My focus was to have clean, structured code. It has to be efficient. The display doesn't have to look that good. The circles do overlap and sometimes the word doesn't fit inside the circle, but those are problems aren't really my concern right now and I will fix later.

circle.py

import pygame
import random

# Define the colors and screen sizes, define center

# Colors
black = (0, 0, 0)
blue = (0, 128, 255)
red = (255, 102, 102)
green = (102, 255, 178)
purple = (178, 102, 255)
yellow = (255, 255, 102)
colors = [blue, red, green, purple, yellow]
white = (255, 255, 255)

# Radius and font size
radius = [30, 40, 50, 60, 70, 80, 90, 100]

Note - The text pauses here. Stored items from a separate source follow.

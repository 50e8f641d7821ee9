use std::collections::HashSet;

use orbis_core::registry::{Layout, RouteCatalog};
use orbis_core::route::{RouteGenerator, RouteOptions, FTS_SERIAL};
use orbis_core::{OrbisError, OrderManager, Result, ShopfloorGraph};

const LAYOUT: &str = r#"
modules:
  - { id: DPS, type: DPS, position: [0, 0], serialNumber: SVR4H73275 }
  - { id: HBW, type: HBW, position: [0, 3], serialNumber: SVR3QA0022 }
intersections:
  - { id: "2", position: [0, 1] }
  - { id: "1", position: [0, 2] }
roads:
  - { from: DPS, to: "2" }
  - { from: "2", to: "1" }
  - { from: "1", to: HBW }
"#;

const ROUTES: &str = r#"
routes:
  - route_id: DPS_HBW
    from: DPS
    to: HBW
    mqtt_via: ["2", "1"]
    intersection_actions:
      - { mqtt_id: "2", action: PASS }
      - { mqtt_id: "1", action: PASS }
    tested: true
"#;

fn generator() -> Result<RouteGenerator> {
    Ok(RouteGenerator::new(
        Layout::from_yaml_str(LAYOUT)?,
        RouteCatalog::from_yaml_str(ROUTES)?,
    ))
}

#[test]
fn dps_to_hbw_route_order() -> Result<()> {
    let routes = generator()?;
    assert!(routes.validate_route("DPS_HBW"));

    let order = routes.generate("DPS_HBW", &RouteOptions::default())?;
    assert_eq!(order.serial_number, FTS_SERIAL);
    assert_eq!(order.topic(), "fts/v1/ff/5iO4/order");

    let node_ids: Vec<&str> = order.nodes.iter().map(|n| n.id.as_str()).collect();
    assert_eq!(node_ids, ["SVR4H73275", "2", "1", "SVR3QA0022"]);

    let actions: Vec<Option<&str>> = order
        .nodes
        .iter()
        .map(|n| n.action.as_ref().map(|a| a.action_type.as_str()))
        .collect();
    assert_eq!(actions, [None, Some("PASS"), Some("PASS"), Some("DOCK")]);

    let edge_ids: Vec<&str> = order.edges.iter().map(|e| e.id.as_str()).collect();
    assert_eq!(edge_ids, ["SVR4H73275-2", "2-1", "1-SVR3QA0022"]);
    let lengths: Vec<u32> = order.edges.iter().map(|e| e.length).collect();
    assert_eq!(lengths, [380, 360, 380]);
    Ok(())
}

#[test]
fn generated_order_is_structurally_valid() -> Result<()> {
    let routes = generator()?;
    let order = routes.generate("DPS_HBW", &RouteOptions::default())?;

    assert_eq!(order.nodes.len(), 2 + 2);
    assert_eq!(order.edges.len(), order.nodes.len() - 1);

    let graph = routes.graph();
    for edge in &order.edges {
        let [a, b] = &edge.linked_nodes;
        assert!(graph.are_adjacent(a, b), "{a} and {b} are not adjacent");
    }
    for node in &order.nodes {
        let incident: HashSet<&str> = order
            .edges
            .iter()
            .filter(|e| e.linked_nodes.contains(&node.id))
            .map(|e| e.id.as_str())
            .collect();
        let linked: HashSet<&str> = node.linked_edges.iter().map(String::as_str).collect();
        assert_eq!(linked, incident, "node {}", node.id);
    }

    let errors = OrderManager::new().validate_order(&serde_json::to_value(&order)?);
    assert!(errors.is_empty(), "{errors:?}");
    Ok(())
}

#[test]
fn unknown_route_is_not_found() -> Result<()> {
    let routes = generator()?;
    assert!(!routes.validate_route("HBW_DPS"));
    assert!(matches!(
        routes.generate("HBW_DPS", &RouteOptions::default()),
        Err(OrbisError::NotFound(_))
    ));
    Ok(())
}

#[test]
fn bfs_routing() {
    let graph = ShopfloorGraph::from_edges(&[("A", "B"), ("B", "C"), ("C", "D")]);
    assert_eq!(graph.find_path("A", "D"), ["A", "B", "C", "D"]);
    assert_eq!(graph.find_path("A", "A"), ["A"]);
    assert!(graph.find_path("A", "X").is_empty());

    let mut split = ShopfloorGraph::from_edges(&[("A", "B")]);
    split.add_edge("C", "D");
    assert!(split.find_path("A", "D").is_empty());
}

#[test]
fn layout_graph_is_symmetric() -> Result<()> {
    let graph = ShopfloorGraph::from_layout(&Layout::from_yaml_str(LAYOUT)?);
    for node in graph.nodes() {
        let neighbors = graph.neighbors(node);
        let unique: HashSet<&String> = neighbors.iter().collect();
        assert_eq!(unique.len(), neighbors.len(), "duplicate neighbor of {node}");
        for next in neighbors {
            assert!(graph.are_adjacent(next, node));
            assert_ne!(next, node);
        }
    }

    let path = graph.find_path("DPS", "HBW");
    assert_eq!(path, ["DPS", "2", "1", "HBW"]);
    for pair in path.windows(2) {
        assert!(graph.are_adjacent(&pair[0], &pair[1]));
    }
    Ok(())
}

# Screen dimensions and title
SCREEN_WIDTH, SCREEN_HEIGHT = 640, 480
CENTER = (SCREEN_WIDTH/2, SCREEN_HEIGHT/2)
TITLE = "Occurences"

# Actual screen
screen = pygame.display.set_mode((SCREEN_WIDTH, SCREEN_HEIGHT))

# Initialize screen
pygame.display.set_caption(TITLE)
screen.fill(white)

class Circle:
    def __init__(self, size, text):
        rand_color = random.randint(0, 4)
        rand_x = random.randint(size+5, SCREEN_WIDTH-size)
        rand_y = random.randint(size+5, SCREEN_HEIGHT-size)

        self.x = rand_x
        self.y = rand_y
        self.size = size
        self.color = colors[rand_color]
        self.screen = screen
        self.text = text

    def display(self):
        pygame.draw.circle(self.screen, self.color, (self.x, self.y), self.size)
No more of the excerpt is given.